[What is needed] Which lines of the listing hold the string "const"? Show each of them.

[Records for the task]

//! Notes, rests and their musical attributes

use std::fmt;
use std::str::FromStr;

use chrono::{DateTime, Utc};
use serde::{Deserialize, Serialize};
use uuid::Uuid;

use crate::error::SolfaError;
use crate::hand::Sign;

/// Chromatic alteration of a note.
#[derive(Debug, Clone, Copy, PartialEq, Eq, Hash, Serialize, Deserialize)]
#[serde(rename_all = "lowercase")]
pub enum Accidental {
    Sharp,
    Flat,
}

impl Accidental {
    /// Semitone offset applied to the natural pitch.
    pub fn offset(&self) -> i32 {
        match self {
            Accidental::Sharp => 1,
            Accidental::Flat => -1,
        }
    }
}

/// Written note length.
#[derive(Debug, Clone, Copy, PartialEq, Eq, Hash, Default, Serialize, Deserialize)]
#[serde(rename_all = "lowercase")]
pub enum NoteDuration {
    Whole,
    Half,
    #[default]
    Quarter,
    Eighth,
}

impl NoteDuration {
    pub const ALL: [NoteDuration; 4] = [
        NoteDuration::Whole,
        NoteDuration::Half,
        NoteDuration::Quarter,
        NoteDuration::Eighth,
    ];

    /// Length in quarter-note beats.
    pub fn beats(&self) -> f64 {
        match self {
            NoteDuration::Whole => 4.0,
            NoteDuration::Half => 2.0,
            NoteDuration::Quarter => 1.0,
            NoteDuration::Eighth => 0.5,
        }
    }

    pub fn as_str(&self) -> &'static str {
        match self {
            NoteDuration::Whole => "whole",
            NoteDuration::Half => "half",
            NoteDuration::Quarter => "quarter",
            NoteDuration::Eighth => "eighth",
        }
    }
}

impl fmt::Display for NoteDuration {
    fn fmt(&self, f: &mut fmt::Formatter<'_>) -> fmt::Result {
        f.write_str(self.as_str())
    }
}

impl FromStr for NoteDuration {
    type Err = SolfaError;

    fn from_str(s: &str) -> Result<Self, Self::Err> {
        let lower = s.trim().to_lowercase();
        NoteDuration::ALL
            .into_iter()
            .find(|d| d.as_str() == lower)
            .ok_or_else(|| SolfaError::InvalidInput {
                reason: format!("unknown note duration '{}'", s),
            })
    }
}

/// Meter, serialized as `"beats/unit"`.
#[derive(Debug, Clone, Copy, PartialEq, Eq, Hash, Serialize, Deserialize)]
#[serde(try_from = "String", into = "String")]
pub struct TimeSignature {
    pub beats_per_bar: u8,
    pub beat_unit: u8,
}

impl TimeSignature {
    pub fn new(beats_per_bar: u8, beat_unit: u8) -> Self {
        Self {
            beats_per_bar,
            beat_unit,
        }
    }
}

impl Default for TimeSignature {
    fn default() -> Self {
        Self::new(4, 4)
    }
}

impl fmt::Display for TimeSignature {
    fn fmt(&self, f: &mut fmt::Formatter<'_>) -> fmt::Result {
        write!(f, "{}/{}", self.beats_per_bar, self.beat_unit)
    }
}

impl FromStr for TimeSignature {
    type Err = SolfaError;

    fn from_str(s: &str) -> Result<Self, Self::Err> {
        let invalid = || SolfaError::InvalidInput {
            reason: format!("invalid time signature '{}'", s),
        };
        let (beats, unit) = s.trim().split_once('/').ok_or_else(invalid)?;
        let beats: u8 = beats.trim().parse().map_err(|_| invalid())?;
        let unit: u8 = unit.trim().parse().map_err(|_| invalid())?;
        if beats == 0 || !unit.is_power_of_two() {
            return Err(invalid());
        }
        Ok(Self::new(beats, unit))
    }
}

impl TryFrom<String> for TimeSignature {
    type Error = SolfaError;

    fn try_from(value: String) -> Result<Self, Self::Error> {
        value.parse()
    }
}

impl From<TimeSignature> for String {
    fn from(value: TimeSignature) -> Self {
        value.to_string()
    }
}

/// A pitched note in the composition.
#[derive(Debug, Clone, PartialEq, Serialize, Deserialize)]
pub struct Note {
    pub id: String,
    pub pitch: Sign,
    pub octave: i32,
    pub accidental: Option<Accidental>,
    pub duration: NoteDuration,
    pub timestamp: DateTime<Utc>,
}

impl Note {
    pub fn new(
        pitch: Sign,
        octave: i32,
        accidental: Option<Accidental>,
        duration: NoteDuration,
    ) -> Self {
        Self {
            id: Uuid::new_v4().to_string(),
            pitch,
            octave,
            accidental,
            duration,
            timestamp: Utc::now(),
        }
    }

    /// Pitch name understood by the audio engine, e.g. `"fa"` or `"F#"`.
    pub fn pitch_name(&self) -> String {
        const NAMES: [&str; 12] = [
            "C", "C#", "D", "D#", "E", "F", "F#", "G", "G#", "A", "A#", "B",
        ];
        match self.accidental {
            None => self.pitch.as_str().to_string(),
            Some(accidental) => {
                let semitone = (self.pitch.semitone() + accidental.offset()).rem_euclid(12);
                NAMES[semitone as usize].to_string()
            }
        }
    }

    /// Octave actually sounded, after an accidental wraps past B or C.
    pub fn sounding_octave(&self) -> i32 {
        let raw = self.pitch.semitone() + self.accidental.map_or(0, |a| a.offset());
        self.octave + raw.div_euclid(12)
    }
}

/// A silent entry in the composition.
#[derive(Debug, Clone, PartialEq, Serialize, Deserialize)]
pub struct Rest {
    pub id: String,
    pub duration: NoteDuration,
}

impl Rest {
    pub fn new(duration: NoteDuration) -> Self {
        Self {
            id: Uuid::new_v4().to_string(),
            duration,
        }
    }
}

/// One element of the composition.
#[derive(Debug, Clone, PartialEq, Serialize, Deserialize)]
#[serde(tag = "kind", rename_all = "lowercase")]
pub enum Entry {
    Note(Note),
    Rest(Rest),
}

impl Entry {
    pub fn id(&self) -> &str {
        match self {
            Entry::Note(n) => &n.id,
            Entry::Rest(r) => &r.id,
        }
    }

    pub fn duration(&self) -> NoteDuration {
        match self {
            Entry::Note(n) => n.duration,
            Entry::Rest(r) => r.duration,
        }
    }

    pub fn as_note(&self) -> Option<&Note> {
        match self {
            Entry::Note(n) => Some(n),
            Entry::Rest(_) => None,
        }
    }
}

[Output for this task]
    pub const ALL: [NoteDuration; 4] = [
        const NAMES: [&str; 12] = [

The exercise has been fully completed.